Jupiter : le destin de l’univers
Les Wachowski

DuelJupiter : Le destin de l’Univers. Si l’ambition des Wachowski ne semble plus avoir de limite malgré les échecs commerciaux de leurs derniers longs-métrages, leur cinéma se fait de plus en plus controversé. Faisant suite au (déjà) délirant Cloud Atlas, ce nouveau projet divise à nouveau la rédaction.

Martin Souarn : C’est la deuxième fois qu’on diverge sur un film des Wachowski. Mais autant j’avais fini par reconnaître avec le temps d’indéniables qualités à Cloud Atlas, autant celui-ci était une purge au visionnage ; une romance insupportable de mièvrerie, des scènes d’action improbables et interminables, voilà bien tout ce que je retiendrai pour ma part…
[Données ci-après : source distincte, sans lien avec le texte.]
//! # Butterfly-tags Library
//!
//! OpenStreetMap tag search and Overpass query building.
//!
//! ## Features
//!
//! - **Tag catalogues**: taginfo CSV exports (simplified or extended layout)
//!   loaded lazily per language from a directory or an HTTP base URL
//! - **Accent-insensitive search**: keys and values ranked by match quality,
//!   then by usage
//! - **Overpass QL generation**: deterministic queries for a tag inside a
//!   bounding box, per element kind
//! - **Execution**: element classification, stable overlay colors and a
//!   legend of active queries with change events
//!
//! ## Basic Usage
//!
//! ```rust,no_run
//! use butterfly_tags::{build_query, ElementKind};
//!
//! #[tokio::main]
//! async fn main() -> Result<(), Box<dyn std::error::Error>> {
//!     // Rank values of "amenity" matching "fuel"
//!     let results = butterfly_tags::search_values("fuel", Some("amenity"), 10).await?;
//!     for result in &results {
//!         println!("{}={:?} ({})", result.key, result.value, result.definition);
//!     }
//!
//!     // Build the Overpass query without executing it
//!     let query = build_query("amenity", Some("fuel"), &[-1.0, 40.0, 1.0, 42.0], &[ElementKind::Node]);
//!     println!("{}", query.unwrap_or_default());
//!
//!     // Execute it
//!     let overlay = butterfly_tags::run_query("amenity", Some("fuel"), [-1.0, 40.0, 1.0, 42.0]).await?;
//!     println!("{} tagged features", overlay.stats.tagged_features);
//!
//!     Ok(())
//! }
//! ```
//!
//! For repeated searches keep a [`TagCatalog`], which loads each catalogue
//! once; for repeated executions keep an [`OverlayRenderer`], which owns
//! the legend.

use std::sync::Arc;

// Re-export core types that users might need
pub use crate::core::catalog::TagCatalog;
pub use crate::core::color::{query_color, unique_color, Color};
pub use crate::core::downloader::{retry_on_network_error, Downloader};
pub use crate::core::error::{suggest_key, Error, Result};
pub use crate::core::index::{
    fix_mojibake, CsvSchema, Language, LocalizedText, TagIndex, TagKeyEntry, ValueEntry, ValueGroup,
    ValueSummary, ValueUsage,
};
pub use crate::core::legend::{ActiveQuery, LegendEvent, OverlayId, QueryLegend};
pub use crate::core::overpass::{
    parse_osm_xml, FeatureStats, OsmElement, Overlay, OverlayRenderer, OverlayRequest, RelationMember,
};
pub use crate::core::query::{build_query, BoundingBox, ElementKind};
pub use crate::core::search::{normalize, search, ResultKind, SearchDomain, SearchResult};
pub use crate::core::source::{csv_file_name, resolve_source, Dataset, SourceConfig, TagSource};

// Internal modules
mod core;

/// Search tag keys in the catalogue of the configured language
///
/// Sources are read from the environment (see [`SourceConfig::from_env`]).
///
/// # Examples
/// ```rust,no_run
/// # #[tokio::main]
/// # async fn main() -> Result<(), Box<dyn std::error::Error>> {
/// let keys = butterfly_tags::search_keys("shop", 5).await?;
/// assert!(keys.len() <= 5);
/// # Ok(())
/// # }
/// ```
pub async fn search_keys(query: &str, limit: usize) -> Result<Vec<SearchResult>> {
    let config = SourceConfig::from_env();
    let language = config.language;
    TagCatalog::with_config(config).search_keys(language, query, limit).await
}

/// Search values, optionally restricted to one key
///
/// Sources are read from the environment (see [`SourceConfig::from_env`]).
pub async fn search_values(query: &str, key: Option<&str>, limit: usize) -> Result<Vec<SearchResult>> {
    let config = SourceConfig::from_env();
    let language = config.language;
    TagCatalog::with_config(config)
        .search_values(language, query, key, limit)
        .await
}

/// Execute a tag query for every element kind inside `bbox`
/// (`[minLon, minLat, maxLon, maxLat]`), retrying on network errors
///
/// # Arguments
/// * `key` - Tag key, e.g. "amenity"
/// * `value` - Tag value; `None` matches any value of the key
/// * `bbox` - Bounding box, each coordinate within ±180
pub async fn run_query(key: &str, value: Option<&str>, bbox: [f64; 4]) -> Result<Arc<Overlay>> {
    let renderer = OverlayRenderer::new(Downloader::with_config(SourceConfig::from_env()));
    let request = OverlayRequest::new(key, value.map(str::to_string), bbox);

    retry_on_network_error(|| renderer.execute(request.clone())).await
}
François Corda : C’est dommage ! En ce qui me concerne, si je ne place pas Jupiter : Le destin de l’Univers au niveau des meilleurs films de la fratrie, c’est que le film m’a semblé trop court. Les Wachowski sont faits pour les sagas, les œuvres démesurées. Matrix (dont, soit, le troisième épisode était de trop) et Cloud Atlas sont de cette trempe. Ce qui séduit, encore et toujours chez ces deux réalisateurs, c’est un langage cinématographique à chaque fois réinventé. Tu reproches à Jupiter : Le destin de l’Univers ses scènes d’action hypertrophiées : dans les corps-à-corps ils se révèlent effectivement un peu décevants. Mais dès que l’on est dans les airs, j’ai eu la sensation d’assister à un véritable ballet (l’idée du patinage est absolument magnifique).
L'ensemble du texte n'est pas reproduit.